[Stored items]

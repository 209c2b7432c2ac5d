use chrono::{DateTime, Utc};
use serde::{Deserialize, Serialize};

/// Result code of a mutating call
#[derive(Deserialize, Debug)]
pub struct OperationResult {
    pub rc: String,
    #[serde(default)]
    pub msg: Option<String>,
}

impl OperationResult {
    #[must_use]
    pub fn is_ok(&self) -> bool {
        self.rc == "OK"
    }
}

/// Which cloud folders a zone exposes
#[derive(Serialize, Deserialize, Debug, Clone, Copy, PartialEq, Eq, Default)]
#[serde(rename_all = "camelCase")]
pub enum PolicyType {
    AllFolders,
    #[default]
    SelectedFolders,
    NoFolders,
}

/// Zone summary as returned by zone queries
#[derive(Deserialize, Debug)]
#[serde(rename_all = "camelCase")]
pub struct Zone {
    pub zone_id: u64,
    pub name: String,
    #[serde(default)]
    pub description: Option<String>,
    #[serde(default)]
    pub policy_type: Option<PolicyType>,
    #[serde(default)]
    pub total_folders: Option<u32>,
    #[serde(default)]
    pub total_devices: Option<u32>,
}

/// Basic zone settings
#[derive(Deserialize, Debug)]
#[serde(rename_all = "camelCase")]
pub struct ZoneInfo {
    pub zone_id: u64,
    pub name: String,
    pub policy_type: PolicyType,
    #[serde(default)]
    pub description: Option<String>,
}

/// Team portal (tenant) summary
#[derive(Deserialize, Debug)]
#[serde(rename_all = "camelCase")]
pub struct Portal {
    pub name: String,
    #[serde(default)]
    pub display_name: Option<String>,
    #[serde(default)]
    pub external_portal_id: Option<String>,
    #[serde(default)]
    pub company_name: Option<String>,
    /// Class name, present when the query asked for it
    #[serde(rename = "_classname", default)]
    pub classname: Option<String>,
}

/// Managed device. Only attributes requested by the query are populated.
#[derive(Deserialize, Debug)]
#[serde(rename_all = "camelCase")]
pub struct Device {
    #[serde(default)]
    pub name: Option<String>,
    #[serde(default)]
    pub uid: Option<u64>,
    #[serde(default)]
    pub device_type: Option<String>,
}

/// File or folder returned by a directory listing
#[derive(Deserialize, Debug)]
#[serde(rename_all = "camelCase")]
pub struct Resource {
    pub name: String,
    pub href: String,
    #[serde(default)]
    pub is_folder: bool,
    #[serde(default)]
    pub size: Option<u64>,
    #[serde(rename = "lastmodified", default)]
    pub last_modified: Option<DateTime<Utc>>,
}
mod utils;

use crate::utils::{API_PATH, execute_mock, json_field, json_response, setup_client};
use ctera_client::client::CteraError;
use ctera_client::pager::PagerState;
use serde_json::json;
use wiremock::matchers::{body_json, method, path};
use wiremock::{Mock, ResponseTemplate};

const TENANTS: [&str; 8] = ["a", "b", "c", "d", "e", "f", "g", "h"];

#[tokio::test]
async fn test_get_active_tenants() {
    let (server, host) = setup_client().await;

    execute_mock("", "getPortalsDisplayInfo")
        .and(json_field("/param/startFrom", 0))
        .and(json_field("/param/includeClasses", true))
        .respond_with(json_response("test-files/tenants_page_1.json"))
        .expect(1)
        .mount(&server)
        .await;

    execute_mock("", "getPortalsDisplayInfo")
        .and(json_field("/param/startFrom", 100))
        .respond_with(json_response("test-files/tenants_page_2.json"))
        .expect(1)
        .mount(&server)
        .await;

    let mut tenants = host.portals().tenants().unwrap();
    let mut names = Vec::new();
    while let Some(tenant) = tenants.next().await.unwrap() {
        names.push(tenant.name);
    }

    assert_eq!(TENANTS.to_vec(), names);
    assert_eq!(2, tenants.fetches());
    assert_eq!(PagerState::Exhausted, tenants.state());

    // exhausted pager never goes back to the server
    assert!(tenants.next().await.unwrap().is_none());
    server.verify().await;
}

#[tokio::test]
async fn test_tenants_stop_when_fetch_fails() {
    let (server, host) = setup_client().await;

    execute_mock("", "getPortalsDisplayInfo")
        .and(json_field("/param/startFrom", 0))
        .respond_with(json_response("test-files/tenants_page_1.json"))
        .expect(1)
        .mount(&server)
        .await;

    execute_mock("", "getPortalsDisplayInfo")
        .and(json_field("/param/startFrom", 100))
        .respond_with(ResponseTemplate::new(500))
        .expect(1)
        .mount(&server)
        .await;

    let mut tenants = host.portals().tenants().unwrap();
    for expected in &TENANTS[..4] {
        assert_eq!(*expected, tenants.next().await.unwrap().unwrap().name);
    }

    let error = tenants.next().await.unwrap_err();
    assert!(matches!(
        error.downcast_ref::<CteraError>(),
        Some(CteraError::Api { code: 500, .. })
    ));
    assert_eq!(PagerState::Failed, tenants.state());
    assert!(tenants.next().await.unwrap().is_none());

    server.verify().await;
}

#[tokio::test]
async fn test_add_tenant_default_args() {
    let (server, host) = setup_client().await;

    Mock::given(method("POST"))
        .and(path(format!("{API_PATH}/teamPortals")))
        .and(body_json(json!({
            "type": "add",
            "param": {
                "_classname": "TeamPortal",
                "name": "acme",
                "displayName": null,
                "externalPortalId": null,
                "companyName": null
            }
        })))
        .respond_with(ResponseTemplate::new(200).set_body_json(json!("Success")))
        .expect(1)
        .mount(&server)
        .await;

    let response = host.portals().add("acme", None, None, None).await.unwrap();

    server.verify().await;
    assert_eq!("Success", response);
}

#[tokio::test]
async fn test_add_tenant_with_display_name_with_billing_id_with_company() {
    let (server, host) = setup_client().await;

    Mock::given(method("POST"))
        .and(path(format!("{API_PATH}/teamPortals")))
        .and(json_field("/param/displayName", "Acme Corp."))
        .and(json_field("/param/externalPortalId", "billing-id"))
        .and(json_field("/param/companyName", "The Acme Corporation"))
        .respond_with(ResponseTemplate::new(200).set_body_json(json!("Success")))
        .expect(1)
        .mount(&server)
        .await;

    let response = host
        .portals()
        .add(
            "acme",
            Some("Acme Corp."),
            Some("billing-id"),
            Some("The Acme Corporation"),
        )
        .await
        .unwrap();

    server.verify().await;
    assert_eq!("Success", response);
}

#[tokio::test]
async fn test_delete_portal() {
    let (server, host) = setup_client().await;

    execute_mock("/teamPortals/acme", "delete")
        .respond_with(ResponseTemplate::new(200).set_body_json(json!("Success")))
        .expect(1)
        .mount(&server)
        .await;

    let response = host.portals().delete("acme").await.unwrap();

    server.verify().await;
    assert_eq!("Success", response);
}

#[tokio::test]
async fn test_undelete_portal() {
    let (server, host) = setup_client().await;

    execute_mock("/teamPortals/acme", "moveFromTrashcan")
        .respond_with(ResponseTemplate::new(200).set_body_json(json!("Success")))
        .expect(1)
        .mount(&server)
        .await;

    let response = host.portals().undelete("acme").await.unwrap();

    server.verify().await;
    assert_eq!("Success", response);
}

#[tokio::test]
async fn test_browse_tenant() {
    let (server, host) = setup_client().await;

    Mock::given(method("PUT"))
        .and(path(format!("{API_PATH}/currentPortal")))
        .and(body_json(json!("acme")))
        .respond_with(ResponseTemplate::new(200))
        .expect(1)
        .mount(&server)
        .await;

    host.portals().browse("acme").await.unwrap();

    server.verify().await;
}

#[tokio::test]
async fn test_browse_global_admin() {
    let (server, host) = setup_client().await;

    Mock::given(method("PUT"))
        .and(path(format!("{API_PATH}/currentPortal")))
        .and(body_json(json!("")))
        .respond_with(ResponseTemplate::new(200))
        .expect(1)
        .mount(&server)
        .await;

    host.portals().browse_global_admin().await.unwrap();

    server.verify().await;
}

#[tokio::test]
async fn test_delete_portal_encodes_name() {
    let (server, host) = setup_client().await;

    execute_mock("/teamPortals/acme%20corp", "delete")
        .respond_with(ResponseTemplate::new(200).set_body_json(json!("Success")))
        .expect(1)
        .mount(&server)
        .await;

    let response = host.portals().delete("acme corp").await.unwrap();

    server.verify().await;
    assert_eq!("Success", response);
}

= Your objective =
Every line in the data that holds "PolicyType" should be copied out.

= Response for this exercise =
pub enum PolicyType {
    pub policy_type: Option<PolicyType>,
    pub policy_type: PolicyType,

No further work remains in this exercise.